-- MATERIAL FOR THIS EXERCISE follows --
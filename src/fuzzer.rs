//! The core fuzzing loop: dry-run the initial corpus, then select, mutate,
//! execute and classify until a terminating signal arrives.

use std::{
    fs,
    sync::{
        atomic::{AtomicBool, Ordering},
        Arc,
    },
    time::{Duration, Instant},
};

use libafl_bolts::{
    current_nanos,
    rands::StdRand,
    shmem::{ShMemProvider, UnixShMemProvider},
    Error,
};
use signal_hook::consts::TERM_SIGNALS;

use crate::{
    config::Config,
    corpus::{CorpusStore, SeedQueue},
    coverage::{CoverageMap, GlobalBitmap},
    executor::{ExitKind, TargetExecutor},
    mutation::MutationEngine,
    scheduler::{power_schedule, QueueStats, Scheduler},
};

/// How often the progress line is logged.
const REPORT_INTERVAL: Duration = Duration::from_secs(15);

/// Running counters for the session, reported periodically.
#[derive(Debug)]
struct SessionStats {
    executions: u64,
    crashes: u64,
    timeouts: u64,
    started: Instant,
    last_report: Instant,
}

impl SessionStats {
    fn new() -> Self {
        let now = Instant::now();
        Self {
            executions: 0,
            crashes: 0,
            timeouts: 0,
            started: now,
            last_report: now,
        }
    }

    fn maybe_report(&mut self, queue: &SeedQueue, global: &GlobalBitmap) {
        if self.last_report.elapsed() < REPORT_INTERVAL {
            return;
        }
        self.last_report = Instant::now();
        let elapsed = self.started.elapsed().as_secs_f64();
        let rate = self.executions as f64 / elapsed.max(1.0);
        log::info!(
            "execs: {} ({rate:.0}/s), queue: {}, edges: {}, crashes: {}, timeouts: {}",
            self.executions,
            queue.len(),
            global.num_edges(),
            self.crashes,
            self.timeouts,
        );
    }
}

/// Owns every subsystem of one fuzzing session and wires them together.
pub struct Fuzzer {
    coverage: CoverageMap,
    global: GlobalBitmap,
    executor: TargetExecutor,
    store: CorpusStore,
    queue: SeedQueue,
    scheduler: Scheduler<StdRand>,
    engine: MutationEngine<StdRand>,
    stats: SessionStats,
}

impl Fuzzer {
    /// Sets up shared memory, the corpus directories and the fork server.
    pub fn new(config: Config) -> Result<Self, Error> {
        let mut shmem_provider = UnixShMemProvider::new()?;
        let coverage = CoverageMap::new(&mut shmem_provider)?;
        log::info!("created the coverage map, shm id {}", coverage.shm_id());

        let store = CorpusStore::open(&config)?;
        let executor = TargetExecutor::new(&config, &coverage.shm_id())?;

        Ok(Self {
            coverage,
            global: GlobalBitmap::new(),
            executor,
            store,
            queue: SeedQueue::new(),
            scheduler: Scheduler::new(StdRand::with_seed(current_nanos())),
            engine: MutationEngine::new(StdRand::with_seed(current_nanos())),
            stats: SessionStats::new(),
        })
    }

    /// Dry-runs the initial corpus and then fuzzes until a terminating
    /// signal is received.
    pub fn run(&mut self) -> Result<(), Error> {
        let stopping = Arc::new(AtomicBool::new(false));
        for signal in TERM_SIGNALS {
            signal_hook::flag::register(*signal, Arc::clone(&stopping))?;
        }

        self.dry_run()?;
        log::info!("dry run finished, starting the fuzzing loop, press Ctrl+C to stop");

        while !stopping.load(Ordering::Relaxed) {
            self.fuzz_one(&stopping)?;
        }

        log::info!(
            "session finished: {} executions, {} queue entries, {} unique edges, {} crashes",
            self.stats.executions,
            self.queue.len(),
            self.global.num_edges(),
            self.stats.crashes,
        );
        Ok(())
    }

    /// Executes every initial seed once. The initial corpus must be clean: a
    /// timeout or crash here ends the session.
    fn dry_run(&mut self) -> Result<(), Error> {
        let inputs = self.store.initial_inputs()?;
        if inputs.is_empty() {
            return Err(Error::illegal_state("the seed corpus is empty"));
        }

        for path in inputs {
            let data = fs::read(&path)?;
            self.coverage.reset();
            let execution = self.executor.run(&data)?;
            self.stats.executions += 1;

            match execution.exit_kind() {
                ExitKind::Timeout => {
                    return Err(Error::illegal_state(format!(
                        "seed {} timed out during the dry run",
                        path.display()
                    )));
                }
                ExitKind::Crash => {
                    return Err(Error::illegal_state(format!(
                        "seed {} crashed during the dry run (status {})",
                        path.display(),
                        execution.status_code
                    )));
                }
                ExitKind::Ok => {}
            }

            let scan = self.coverage.scan(&mut self.global);
            let seed = self.queue.add(
                path,
                scan.total_hits,
                execution.exec_time_us(),
                data.len() as u64,
            );
            log::info!("dry run accepted {seed}");
        }
        Ok(())
    }

    /// One scheduling round: select a seed, derive its power, then mutate
    /// and execute that many times.
    fn fuzz_one(&mut self, stopping: &AtomicBool) -> Result<(), Error> {
        let Some(index) = self
            .scheduler
            .select_next(&mut self.queue, self.global.num_edges())
        else {
            return Err(Error::illegal_state("the seed queue is empty"));
        };
        let stats = QueueStats::collect(&self.queue);
        let power = power_schedule(self.queue.get(index), &stats);
        log::debug!("selected {} with power {power}", self.queue.get(index));

        for _ in 0..power {
            if stopping.load(Ordering::Relaxed) {
                break;
            }

            let input = self.engine.generate(self.queue.get(index), &self.queue)?;
            self.coverage.reset();
            let execution = self.executor.run(&input)?;
            self.stats.executions += 1;

            match execution.exit_kind() {
                ExitKind::Timeout => {
                    self.stats.timeouts += 1;
                    log::debug!("timeout, skipping this input");
                    continue;
                }
                ExitKind::Crash => {
                    self.stats.crashes += 1;
                    let path = self.store.save_crash(&input)?;
                    log::info!(
                        "found a crash (status {}), saved as {}",
                        execution.status_code,
                        path.display()
                    );
                    continue;
                }
                ExitKind::Ok => {}
            }

            let scan = self.coverage.scan(&mut self.global);
            log::debug!("covered {} edges", scan.total_hits);
            if scan.new_edge {
                let path = self.store.save_queue_input(&input)?;
                let seed = self.queue.add(
                    path,
                    scan.total_hits,
                    execution.exec_time_us(),
                    input.len() as u64,
                );
                log::info!(
                    "new edge covered by {seed}, {} unique edges so far",
                    self.global.num_edges()
                );
            }

            self.stats.maybe_report(&self.queue, &self.global);
        }
        Ok(())
    }
}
-- MATERIAL FOR THIS EXERCISE concluded --
BRIEF:
Would you retype the lines above from the one with "the fork server." down to the one with "let coverage = CoverageMap::new(&mut", word for word, both ends included and no other lines?

COMPLETED EXERCISE:
    /// Sets up shared memory, the corpus directories and the fork server.
    pub fn new(config: Config) -> Result<Self, Error> {
        let mut shmem_provider = UnixShMemProvider::new()?;
        let coverage = CoverageMap::new(&mut shmem_provider)?;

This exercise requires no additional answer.